Sábado, 24 de Fevereiro de 2018

Afonso Pena

Falta de escritura “trava” destinação para antigo albergue

10 JAN 2011Por DANIELLA ARRUDA00h:00

Falta de escritura adiou para este ano a tão esperada destinação para o prédio do antigo Albergue Noturno do Bairro Amambaí, em Campo Grande, que há décadas tornou-se um marco do abandono no cruzamento da Avenida Afonso Pena com a Rua Visconde de Taunay. De acordo com informações do prefeito Nelsinho Trad, o encaminhamento de projetos visando o aproveitamento do imóvel para outros fins esbarra na falta de documentação, situação que se arrasta há dois anos, desde que o município retomou a área doada para a Associação das Abnegadas de Mato Grosso em 1957. “Temos a matrícula, mas ainda não temos a escritura definitiva. Em qualquer projeto que formos apresentar em Brasília, a primeira coisa que vão pedir é o endereço de onde vai ficar a obra e toda a documentação”, explicou.

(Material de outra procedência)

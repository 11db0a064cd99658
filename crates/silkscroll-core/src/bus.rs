#![forbid(unsafe_code)]

//! Typed broadcast of the eased scroll value.
//!
//! An explicit publish/subscribe interface in place of a loosely-typed DOM
//! custom event: any number of independent consumers subscribe, every render
//! step publishes one [`ScrollSignal`] per live subscription, and consumers
//! drain their bounded queues explicitly.
//!
//! Queues drop oldest-first when full and count what they dropped, so a slow
//! consumer degrades by losing history, never by stalling the render loop or
//! growing without bound.

use std::collections::HashMap;

use serde::{Deserialize, Serialize};
use tracing::debug;

/// Default per-subscription buffer length.
pub const DEFAULT_SUBSCRIPTION_BUFFER: usize = 512;
/// Hard cap on a requested buffer length.
pub const MAX_SUBSCRIPTION_BUFFER: usize = 8192;
/// Hard cap on concurrently live subscriptions.
pub const MAX_SUBSCRIPTIONS: usize = 256;

/// The broadcast payload: the eased scroll offset for one render step.
#[derive(Debug, Clone, Copy, PartialEq, Serialize, Deserialize)]
pub struct ScrollSignal {
    pub scroll: f64,
}

/// One queued broadcast record.
#[derive(Debug, Clone, Copy, PartialEq, Serialize)]
pub struct SignalRecord {
    /// Monotonically increasing publish sequence, shared across subscribers.
    pub seq: u64,
    /// The payload.
    #[serde(flatten)]
    pub signal: ScrollSignal,
    /// Queue depth after this record was enqueued.
    pub queue_depth_after: u32,
    /// Cumulative records this subscription has dropped to stay bounded.
    pub dropped_total: u64,
}

/// Queue depth and throughput counters for host observability.
#[derive(Debug, Clone, Copy, PartialEq, Serialize)]
pub struct SubscriptionState {
    pub id: u32,
    pub queue_depth: usize,
    pub max_buffered: usize,
    pub emitted_total: u64,
    pub drained_total: u64,
    pub dropped_total: u64,
}

/// Subscription bookkeeping errors.
#[derive(Debug, Clone, PartialEq, Eq)]
pub enum BusError {
    /// The live-subscription cap was reached.
    SubscriptionLimit,
    /// No subscription with this id exists.
    UnknownSubscription(u32),
}

impl core::fmt::Display for BusError {
    fn fmt(&self, f: &mut core::fmt::Formatter<'_>) -> core::fmt::Result {
        match self {
            Self::SubscriptionLimit => write!(
                f,
                "subscription limit reached (max {MAX_SUBSCRIPTIONS} active subscriptions)"
            ),
            Self::UnknownSubscription(id) => write!(f, "unknown subscription id {id}"),
        }
    }
}

impl std::error::Error for BusError {}

#[derive(Debug, Clone)]
struct Subscription {
    max_buffered: usize,
    queue: Vec<SignalRecord>,
    emitted_total: u64,
    drained_total: u64,
    dropped_total: u64,
}

impl Subscription {
    fn push_bounded(&mut self, seq: u64, signal: ScrollSignal) {
        if self.queue.len() >= self.max_buffered {
            let overflow = self.queue.len() - self.max_buffered + 1;
            self.queue.drain(..overflow);
            self.dropped_total += overflow as u64;
        }
        self.emitted_total += 1;
        let record = SignalRecord {
            seq,
            signal,
            queue_depth_after: (self.queue.len() + 1) as u32,
            dropped_total: self.dropped_total,
        };
        self.queue.push(record);
    }
}

/// The scroll broadcast fan-out.
#[derive(Debug, Clone, Default)]
pub struct ScrollBus {
    subscriptions: HashMap<u32, Subscription>,
    next_id: u32,
    next_seq: u64,
}

impl ScrollBus {
    #[must_use]
    pub fn new() -> Self {
        Self {
            subscriptions: HashMap::new(),
            next_id: 1,
            next_seq: 1,
        }
    }

    /// Register a subscriber with a bounded buffer.
    ///
    /// The requested length is clamped into `[1, MAX_SUBSCRIPTION_BUFFER]`.
    /// Returns the subscription id used for draining.
    pub fn subscribe(&mut self, max_buffered: usize) -> Result<u32, BusError> {
        if self.subscriptions.len() >= MAX_SUBSCRIPTIONS {
            return Err(BusError::SubscriptionLimit);
        }
        let id = self.next_id;
        self.next_id = self.next_id.wrapping_add(1).max(1);
        self.subscriptions.insert(
            id,
            Subscription {
                max_buffered: max_buffered.clamp(1, MAX_SUBSCRIPTION_BUFFER),
                queue: Vec::new(),
                emitted_total: 0,
                drained_total: 0,
                dropped_total: 0,
            },
        );
        debug!(
            target: "silkscroll_core::bus",
            subscription_id = id,
            active_subscriptions = self.subscriptions.len(),
            "subscription created"
        );
        Ok(id)
    }

    /// Dispose a subscription and release its queued records.
    pub fn unsubscribe(&mut self, id: u32) -> bool {
        let removed = self.subscriptions.remove(&id);
        if let Some(subscription) = &removed {
            debug!(
                target: "silkscroll_core::bus",
                subscription_id = id,
                emitted_total = subscription.emitted_total,
                drained_total = subscription.drained_total,
                dropped_total = subscription.dropped_total,
                "subscription closed"
            );
        }
        removed.is_some()
    }

    /// Broadcast one signal to every live subscription.
    ///
    /// Called at most once per render step, after the step's state update.
    pub fn publish(&mut self, signal: ScrollSignal) {
        let seq = self.next_seq;
        self.next_seq += 1;
        for subscription in self.subscriptions.values_mut() {
            subscription.push_bounded(seq, signal);
        }
    }

    /// Drain a subscription's queued records, oldest first.
    pub fn drain(&mut self, id: u32) -> Result<Vec<SignalRecord>, BusError> {
        let subscription = self
            .subscriptions
            .get_mut(&id)
            .ok_or(BusError::UnknownSubscription(id))?;
        let drained: Vec<SignalRecord> = subscription.queue.drain(..).collect();
        subscription.drained_total += drained.len() as u64;
        Ok(drained)
    }

    /// Snapshot a subscription's counters; `None` for unknown ids.
    #[must_use]
    pub fn state(&self, id: u32) -> Option<SubscriptionState> {
        self.subscriptions.get(&id).map(|s| SubscriptionState {
            id,
            queue_depth: s.queue.len(),
            max_buffered: s.max_buffered,
            emitted_total: s.emitted_total,
            drained_total: s.drained_total,
            dropped_total: s.dropped_total,
        })
    }

    /// Number of live subscriptions.
    #[must_use]
    pub fn subscription_count(&self) -> usize {
        self.subscriptions.len()
    }
}

#[cfg(test)]
mod tests {
    use super::*;

    // -- Fan-out --

    #[test]
    fn publish_reaches_every_subscriber_once() {
        let mut bus = ScrollBus::new();
        let a = bus.subscribe(DEFAULT_SUBSCRIPTION_BUFFER).unwrap();
        let b = bus.subscribe(DEFAULT_SUBSCRIPTION_BUFFER).unwrap();
        bus.publish(ScrollSignal { scroll: 120.0 });

        let drained_a = bus.drain(a).unwrap();
        let drained_b = bus.drain(b).unwrap();
        assert_eq!(drained_a.len(), 1);
        assert_eq!(drained_b.len(), 1);
        assert_eq!(drained_a[0].signal.scroll, 120.0);
        assert_eq!(drained_a[0].seq, drained_b[0].seq);
    }

    #[test]
    fn sequence_numbers_are_monotonic() {
        let mut bus = ScrollBus::new();
        let id = bus.subscribe(16).unwrap();
        for i in 0..5 {
            bus.publish(ScrollSignal {
                scroll: f64::from(i),
            });
        }
        let records = bus.drain(id).unwrap();
        let seqs: Vec<u64> = records.iter().map(|r| r.seq).collect();
        assert_eq!(seqs, vec![1, 2, 3, 4, 5]);
    }

    #[test]
    fn drain_empties_queue() {
        let mut bus = ScrollBus::new();
        let id = bus.subscribe(16).unwrap();
        bus.publish(ScrollSignal { scroll: 1.0 });
        assert_eq!(bus.drain(id).unwrap().len(), 1);
        assert!(bus.drain(id).unwrap().is_empty());
    }

    // -- Bounds --

    #[test]
    fn full_queue_drops_oldest_and_counts() {
        let mut bus = ScrollBus::new();
        let id = bus.subscribe(2).unwrap();
        for i in 0..5 {
            bus.publish(ScrollSignal {
                scroll: f64::from(i),
            });
        }
        let records = bus.drain(id).unwrap();
        assert_eq!(records.len(), 2);
        assert_eq!(records[0].signal.scroll, 3.0);
        assert_eq!(records[1].signal.scroll, 4.0);
        assert_eq!(records[1].dropped_total, 3);

        let state = bus.state(id).unwrap();
        assert_eq!(state.emitted_total, 5);
        assert_eq!(state.drained_total, 2);
        assert_eq!(state.dropped_total, 3);
    }

    #[test]
    fn buffer_request_is_clamped() {
        let mut bus = ScrollBus::new();
        let id = bus.subscribe(0).unwrap();
        assert_eq!(bus.state(id).unwrap().max_buffered, 1);
        let id = bus.subscribe(usize::MAX).unwrap();
        assert_eq!(bus.state(id).unwrap().max_buffered, MAX_SUBSCRIPTION_BUFFER);
    }

    #[test]
    fn subscription_cap_is_enforced() {
        let mut bus = ScrollBus::new();
        for _ in 0..MAX_SUBSCRIPTIONS {
            bus.subscribe(1).unwrap();
        }
        assert_eq!(bus.subscribe(1), Err(BusError::SubscriptionLimit));
    }

    // -- Lifecycle --

    #[test]
    fn unsubscribe_releases_slot() {
        let mut bus = ScrollBus::new();
        let id = bus.subscribe(1).unwrap();
        assert!(bus.unsubscribe(id));
        assert!(!bus.unsubscribe(id));
        assert_eq!(bus.drain(id), Err(BusError::UnknownSubscription(id)));
        assert!(bus.state(id).is_none());
    }

    // -- Serialization --

    #[test]
    fn record_json_shape_is_flat() {
        let record = SignalRecord {
            seq: 7,
            signal: ScrollSignal { scroll: 42.5 },
            queue_depth_after: 1,
            dropped_total: 0,
        };
        let json = serde_json::to_value(record).unwrap();
        assert_eq!(json["seq"], 7);
        assert_eq!(json["scroll"], 42.5);
        assert_eq!(json["queue_depth_after"], 1);
    }
}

Ainda segundo o prefeito, estão cotados dois projetos para uso do prédio. Um é a instalação no local do Centro Especializado na Saúde do Homem (hoje o serviço funciona provisoriamente no prédio antigo do Centro Regional de Saúde do Coronel Antonino), enquanto a outra proposta, mais recente, implicaria na construção do Instituto Municipal de Informática, centro de ensino voltado para a população jovem da Capital. Uma terceira opção, sugerida pelo vice-prefeito Edil Albuquerque e pelo presidente da Câmara Municipal, vereador Paulo Siufi, pretendia instalar um pronto socorro infantil, porém acabou prevalecendo na época a opinião da Secretaria Municipal de Saúde, com aval do Conselho Municipal de Saúde, favorável à criação do centro de especialidades médicas do homem.

Processo
Os problemas gerados pelo abandono e qual seria a melhor destinação para o antigo albergue noturno foram tema de discussão na Câmara Municipal em fevereiro de 2008. Na época, o então presidente do Legislativo, Edil Albuquerque, defendeu que a prefeitura retomasse o prédio construído pelo município no final dos anos 50 e doado para a Associação das Abnegadas de Mato Grosso, entidade filantrópica.

Como houve questionamento sobre a necessidade de desapropriação para que o imóvel voltasse a ser um patrimônio público, a Procuradoria Jurídica do município realizou levantamentos e em março do ano passado concluiu que o prédio poderia ser retomado porque havia ocorrido “desvio de finalidade”, ou seja, não estava tendo a destinação prevista no termo de doação: abrigar um albergue noturno. A retomada do terreno aconteceu, porém representantes da antiga associação levaram o caso à Justiça, alegando que são proprietários da edificação.